才能褒めより努力褒めの論文をGoogle NotebookLMに解説してもらう【Mueller & Dweck, 1998】
前回は以下
論文の題名とリンク
Mueller CM, Dweck CS. Praise for intelligence can undermine children’s motivation and performance. J Pers Soc Psychol. 1998 Jul;75(1):33-52. doi: 10.1037//0022-3514.75.1.33. PMID: 9686450.
https://pubmed.ncbi.nlm.nih.gov/9686450/
知能への称賛は子供の動機づけとパフォーマンスを低下させる可能性がある
PICO/PECO
この研究は、子供に対する「ほめ方(能力への称賛 vs 努力への称賛)」が、その後の動機づけ、達成目標、および失敗への反応にどのような影響を与えるかを検証したものです。
| 項目 | 内容 |
| P (Population) 対象 | 小学5年生の児童 (米国の公立学校に通う10歳〜12歳の子供たち) 詳細は以下の通りです: * 属性: 農村部(中西部)と都市部(北東部)の学校、多様な民族的背景(白人、アフリカ系、ヒスパニック系など)を含む 。+4 * 規模: 計6つの研究を実施。 Study 1: 128名 Study 2: 51名 Study 3: 88名 Study 4: 51名 Study 5: 46名 Study 6: 48名 |
| I/E (Exposure/Intervention) 介入・要因 | 「知能(能力)」に対する称賛 課題成功後に、その結果を子供の「賢さ(smartness)」に帰属させるほめ言葉を与える。 * 具体的な言葉: “Wow, you did very well on these problems. You got [number] right. That’s a really high score. You must be smart at these problems.“(わあ、よくできたね。[数]問正解だよ。本当に高い点数だね。君はこの問題が得意で頭がいいんだね。) +1 |
| C (Comparison) 比較対照 | 「努力」に対する称賛、または 対照群(称賛のみ) 1. 努力への称賛群: 課題成功後に、その結果を子供の「努力(hard work)」に帰属させるほめ言葉を与える。 * 具体的な言葉: “… You must have worked hard at these problems.“(…君はよく頑張って解いたんだね。
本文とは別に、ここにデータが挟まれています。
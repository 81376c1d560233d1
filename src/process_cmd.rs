//! Process command: correct every sensor series, fuse mass and height,
//! calibrate and write the error budgets.

use std::collections::HashSet;
use std::fs;
use std::path::Path;

use anyhow::{Context, Result, bail};
use rayon::prelude::*;
use tracing::{info, info_span, warn};

use firn_compare::{Comparison, compare_series, to_json};
use firn_density::{DensitySource, estimate_density, height_to_swe, new_snow_density};
use firn_fit::{FitResult, SampleGrid, fit_exponential, fit_noise_decay, pair_by_time};
use firn_io::{
    IoError, ReaderConfig, WriterConfig, read_epochs, write_aggregated, write_error_profile,
    write_series,
};
use firn_sensor::{
    BaselineConfig, BaselineOutput, ReflectorConfig, ReflectorOutput, process_baseline,
    process_reflector,
};
use firn_series::{AggregatedSeries, TimeSeries};
use firn_uncertainty::{propagate, propagate_fixed_densities};

use crate::cli::ProcessArgs;
use crate::config::{BaselineToml, FirnConfig, ReflectorToml};
use crate::convert::{self, BudgetScenarios};
use crate::report::{DensityReport, Report, SeriesReport};

/// Reflector heights are processed in mm; density needs metres.
const MM_TO_M: f64 = 1e-3;

/// A processed baseline and its noise-decay curve.
struct BaselineRun {
    name: String,
    n_epochs: usize,
    output: BaselineOutput,
    noise_decay: Option<FitResult>,
}

/// A processed reflector series.
struct ReflectorRun {
    name: String,
    n_epochs: usize,
    output: ReflectorOutput,
}

/// Run the full processing pipeline.
pub fn run(args: ProcessArgs) -> Result<()> {
    let _cmd = info_span!("process").entered();

    // 1. Load project TOML and build every stage configuration up front
    let toml_str = fs::read_to_string(&args.config)
        .with_context(|| format!("failed to read config file: {}", args.config.display()))?;
    let config: FirnConfig = toml::from_str(&toml_str).context("failed to parse TOML config")?;
    if config.baseline.is_empty() && config.reflector.is_none() {
        bail!("nothing to process: configure at least one [[baseline]] or a [reflector]");
    }
    check_unique_names(&config)?;

    let writer_cfg = convert::build_writer_config(&config.output)?;
    let baseline_cfgs = config
        .baseline
        .iter()
        .map(|b| {
            Ok((
                b,
                convert::build_baseline_config(b)?,
                convert::build_reader_config(&b.columns, b.value_scale)?,
            ))
        })
        .collect::<Result<Vec<_>>>()?;
    let reflector_cfg = config
        .reflector
        .as_ref()
        .map(|r| -> Result<_> {
            Ok((
                r,
                convert::build_reflector_config(r)?,
                convert::build_reader_config(&r.columns, r.value_scale)?,
            ))
        })
        .transpose()?;
    let (density_cfg, new_snow_cfg) = convert::build_density_configs(&config.density)?;
    let fit_cfg = convert::build_fit_config(&config.fit)?;
    let budgets = convert::build_budget_scenarios(&config.uncertainty)?;

    let out_dir = args.output.unwrap_or_else(|| config.output.dir.clone());
    fs::create_dir_all(&out_dir)
        .with_context(|| format!("failed to create output directory: {}", out_dir.display()))?;

    // 2. Baselines are independent: process them in parallel
    let baselines: Vec<BaselineRun> = baseline_cfgs
        .par_iter()
        .map(|(toml, cfg, reader)| run_baseline(toml, cfg, reader))
        .collect::<Result<_>>()?;
    for b in &baselines {
        write_baseline(&out_dir, b, &writer_cfg)?;
    }

    // 3. Reflector
    let reflector = reflector_cfg
        .map(|(toml, cfg, reader)| run_reflector(toml, &cfg, &reader))
        .transpose()?;
    if let Some(r) = &reflector {
        write_reflector(&out_dir, r, &writer_cfg)?;
    }

    // 4. Cross-sensor comparisons
    let reference = reference_baseline(&baselines, config.density.reference.as_deref())?;
    let mut comparisons: Vec<Comparison> = Vec::new();
    if let Some(reference) = reference {
        for other in baselines.iter().filter(|b| b.name != reference.name) {
            let label = format!("{} - {}", other.name, reference.name);
            push_comparison(
                &mut comparisons,
                &label,
                &reference.output.daily.medians(),
                &other.output.daily.medians(),
            );
        }
    }

    // 5. Fusion: density, calibration curve and error budgets
    let mut density_report = None;
    let mut calibration = None;
    if let (Some(reference), Some(refl)) = (reference, &reflector) {
        let _fuse = info_span!("fuse", mass = %reference.name, height = %refl.name).entered();
        let mass = &reference.output.daily;
        let height = refl.output.daily.scale(MM_TO_M);

        let density = estimate_density(mass, &height, &density_cfg)
            .context("density estimation failed")?;
        let new_snow = new_snow_density(&height, mass, &new_snow_cfg)
            .context("new-snow density estimation failed")?;
        write_output(&out_dir, "density.parquet", |p| {
            write_series(p, &density.density, &writer_cfg)
        })?;
        write_output(&out_dir, "new_snow_density.parquet", |p| {
            write_series(p, &new_snow.density, &writer_cfg)
        })?;
        info!(
            valid = density.density.observed_len(),
            undefined = density.n_undefined,
            implausible = density.n_implausible,
            "density estimated"
        );
        density_report = Some(DensityReport::new(&reference.name, &density, &new_snow));

        let bulk = DensitySource::Constant(config.density.bulk_density);
        let reflector_swe = height_to_swe(&height.medians(), bulk)
            .context("reflector SWE conversion failed")?;
        push_comparison(
            &mut comparisons,
            &format!("{} - {}", refl.name, reference.name),
            &mass.medians(),
            &reflector_swe,
        );

        let pairs = pair_by_time(&height.medians(), &mass.medians());
        match fit_exponential(&pairs, &fit_cfg) {
            Ok(fit) => {
                write_budgets(&out_dir, &fit, &budgets, &writer_cfg)?;
                calibration = Some(fit);
            }
            Err(e) => warn!(error = %e, n = pairs.len(), "calibration curve not fitted"),
        }
    } else if reflector.is_some() {
        info!("no baseline configured; skipping density and calibration");
    }

    // 6. Reports
    let report = Report {
        baselines: baselines
            .iter()
            .map(|b| {
                SeriesReport::baseline(&b.name, b.n_epochs, &b.output, b.noise_decay.as_ref())
            })
            .collect(),
        reflector: reflector
            .as_ref()
            .map(|r| SeriesReport::reflector(&r.name, r.n_epochs, &r.output)),
        density: density_report,
        calibration: calibration.as_ref(),
    };
    let json = serde_json::to_string_pretty(&report).context("failed to serialize report")?;
    write_text(&out_dir.join("report.json"), &json)?;

    let json = to_json(&comparisons).context("failed to serialize comparisons")?;
    write_text(&out_dir.join("comparisons.json"), &json)?;

    info!(dir = %out_dir.display(), "processing complete");
    Ok(())
}

/// Output files are keyed by series name, so names must not collide.
fn check_unique_names(config: &FirnConfig) -> Result<()> {
    let mut seen = HashSet::new();
    let names = config
        .baseline
        .iter()
        .map(|b| b.name.as_str())
        .chain(config.reflector.as_ref().map(|r| r.name.as_str()));
    for name in names {
        if !seen.insert(name) {
            bail!("duplicate series name: {name:?}");
        }
    }
    Ok(())
}

fn reference_baseline<'a>(
    baselines: &'a [BaselineRun],
    name: Option<&str>,
) -> Result<Option<&'a BaselineRun>> {
    match name {
        None => Ok(baselines.first()),
        Some(name) => match baselines.iter().find(|b| b.name == name) {
            Some(b) => Ok(Some(b)),
            None => bail!("[density].reference {name:?} is not a configured baseline"),
        },
    }
}

fn run_baseline(
    toml: &BaselineToml,
    cfg: &BaselineConfig,
    reader: &ReaderConfig,
) -> Result<BaselineRun> {
    let _span = info_span!("baseline", name = %toml.name).entered();
    info!(path = %toml.input.display(), "reading epochs");
    let epochs = read_epochs(&toml.input, reader)
        .with_context(|| format!("failed to read epochs: {}", toml.input.display()))?;
    let raw = epochs.select_quality(&toml.accepted_quality);
    let fixed = epochs.fixed_solutions();
    info!(
        n_epochs = epochs.len(),
        n_selected = raw.observed_len(),
        n_fixed = fixed.observed_len(),
        "epochs selected"
    );

    let output = process_baseline(&raw, &fixed, cfg)
        .with_context(|| format!("baseline {:?} failed", toml.name))?;

    let pairs = pair_by_time(&output.epoch_counts, &output.daily.std_devs());
    let noise_decay = match fit_noise_decay(&pairs, &SampleGrid::count_default()) {
        Ok(fit) => Some(fit),
        Err(e) => {
            warn!(error = %e, "noise decay not fitted");
            None
        }
    };

    Ok(BaselineRun {
        name: toml.name.clone(),
        n_epochs: epochs.len(),
        output,
        noise_decay,
    })
}

fn run_reflector(
    toml: &ReflectorToml,
    cfg: &ReflectorConfig,
    reader: &ReaderConfig,
) -> Result<ReflectorRun> {
    let _span = info_span!("reflector", name = %toml.name).entered();
    info!(path = %toml.input.display(), "reading epochs");
    let epochs = read_epochs(&toml.input, reader)
        .with_context(|| format!("failed to read epochs: {}", toml.input.display()))?;
    let n_epochs = epochs.len();
    let output = process_reflector(&epochs.into_series(), cfg)
        .with_context(|| format!("reflector {:?} failed", toml.name))?;
    Ok(ReflectorRun {
        name: toml.name.clone(),
        n_epochs,
        output,
    })
}

fn write_baseline(dir: &Path, run: &BaselineRun, cfg: &WriterConfig) -> Result<()> {
    let name = &run.name;
    write_output(dir, &format!("{name}_corrected.parquet"), |p| {
        write_series(p, &run.output.corrected, cfg)
    })?;
    write_output(dir, &format!("{name}_swe.parquet"), |p| {
        write_series(p, &run.output.swe, cfg)
    })?;
    write_output(dir, &format!("{name}_rolling_median.parquet"), |p| {
        write_series(p, &run.output.rolling.median, cfg)
    })?;
    write_daily(dir, name, &run.output.daily, cfg)
}

fn write_reflector(dir: &Path, run: &ReflectorRun, cfg: &WriterConfig) -> Result<()> {
    let name = &run.name;
    write_output(dir, &format!("{name}_corrected.parquet"), |p| {
        write_series(p, &run.output.corrected, cfg)
    })?;
    write_output(dir, &format!("{name}_accumulation.parquet"), |p| {
        write_series(p, &run.output.accumulation, cfg)
    })?;
    write_daily(dir, name, &run.output.daily, cfg)
}

fn write_daily(dir: &Path, name: &str, daily: &AggregatedSeries, cfg: &WriterConfig) -> Result<()> {
    write_output(dir, &format!("{name}_daily.parquet"), |p| {
        write_aggregated(p, daily, cfg)
    })
}

fn write_budgets(
    dir: &Path,
    fit: &FitResult,
    budgets: &BudgetScenarios,
    cfg: &WriterConfig,
) -> Result<()> {
    let Some(params) = fit.exponential() else {
        bail!("calibration fit did not produce an exponential curve");
    };
    let grid = SampleGrid::height_extended();

    let mass = propagate(&params, &grid, &budgets.mass_sweep).context("mass error budget")?;
    write_output(dir, "error_budget_mass.parquet", |p| {
        write_error_profile(p, &mass, cfg)
    })?;
    let height = propagate(&params, &grid, &budgets.height_sweep).context("height error budget")?;
    write_output(dir, "error_budget_height.parquet", |p| {
        write_error_profile(p, &height, cfg)
    })?;
    let fixed = propagate_fixed_densities(&params, &grid, budgets.fixed, &budgets.densities)
        .context("fixed-density error budget")?;
    write_output(dir, "error_budget_density.parquet", |p| {
        write_error_profile(p, &fixed, cfg)
    })?;
    info!(a = params.a, b = params.b, c = params.c, "error budgets written");
    Ok(())
}

fn push_comparison(
    out: &mut Vec<Comparison>,
    label: &str,
    reference: &TimeSeries,
    data: &TimeSeries,
) {
    match compare_series(label, reference, data) {
        Ok(c) => out.push(c),
        Err(e) => warn!(label, error = %e, "comparison skipped"),
    }
}

fn write_output<F>(dir: &Path, file: &str, write: F) -> Result<()>
where
    F: FnOnce(&Path) -> Result<(), IoError>,
{
    let path = dir.join(file);
    write(&path).with_context(|| format!("failed to write Parquet: {}", path.display()))?;
    info!(path = %path.display(), "written");
    Ok(())
}

fn write_text(path: &Path, text: &str) -> Result<()> {
    fs::write(path, text).with_context(|| format!("failed to write {}", path.display()))?;
    info!(path = %path.display(), "written");
    Ok(())
}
) 2. 対照群(Control): 高い点数であることだけをほめ、理由は言及しない。 * 具体的な言葉: 帰属メッセージなしで点数の高さだけを伝える 。 |
| O (Outcome) 結果・アウトカム | 動機づけ、パフォーマンス、失敗への反応 1. 達成目標の選択: 「知能」をほめられた子供は、学びよりも「賢く見せること(パフォーマンス目標)」を選び、「努力」をほめられた子供は「学ぶこと(学習目標)」を選んだ 。+1 2. 失敗後の反応(持続性・楽しみ・帰属): 困難な課題で失敗した後、「知能」をほめられた子供は、「努力」をほめられた子供に比べて、課題への持続性(persistence)と楽しみ(enjoyment)が著しく低下した 。また、失敗の原因を「能力不足(low ability)」に帰属させる傾向が強かった 。+3 3. 失敗後のパフォーマンス: 「知能」をほめられた子供は、失敗後の課題成績が低下したが、「努力」をほめられた子供は成績が維持または向上した 。+1 4. その他(情報の選択・正直さ・知能観): * 情報探索: 「知能」をほめられた子供は、学習戦略よりも「他人の点数(順位)」を知りたがった 。 * 正直さ: 「知能」をほめられた子供の38%が、他者に自分の点数を報告する際に嘘をついた(点数を水増しした)。対して「努力」群は13%のみであった 。 * 知能観: 「知能」をほめられた子供は、知能を「固定的で変えられないもの(entity theory)」と捉える傾向が強まった 。+1 |
分析の要約
この一連の研究は、「頭がいいね」というような**能力への称賛(Intelligence Praise)**が、一見ポジティブに見えても、子供たちに「パフォーマンスが自分の知能の証明である」というメッセージとして受け取られることを示しています。
その結果、子供たちは失敗を恐れて学習機会を避け(パフォーマンス目標の採用)、困難に直面した際に「自分は頭が悪いからできない」と結論づけ(能力帰属)、意欲と成績を落としてしまいます。
対照的に、**努力への称賛(Effort Praise)**を受けた子供たちは、失敗を「努力不足」と捉え、粘り強く取り組み、パフォーマンスを向上させることが示されました。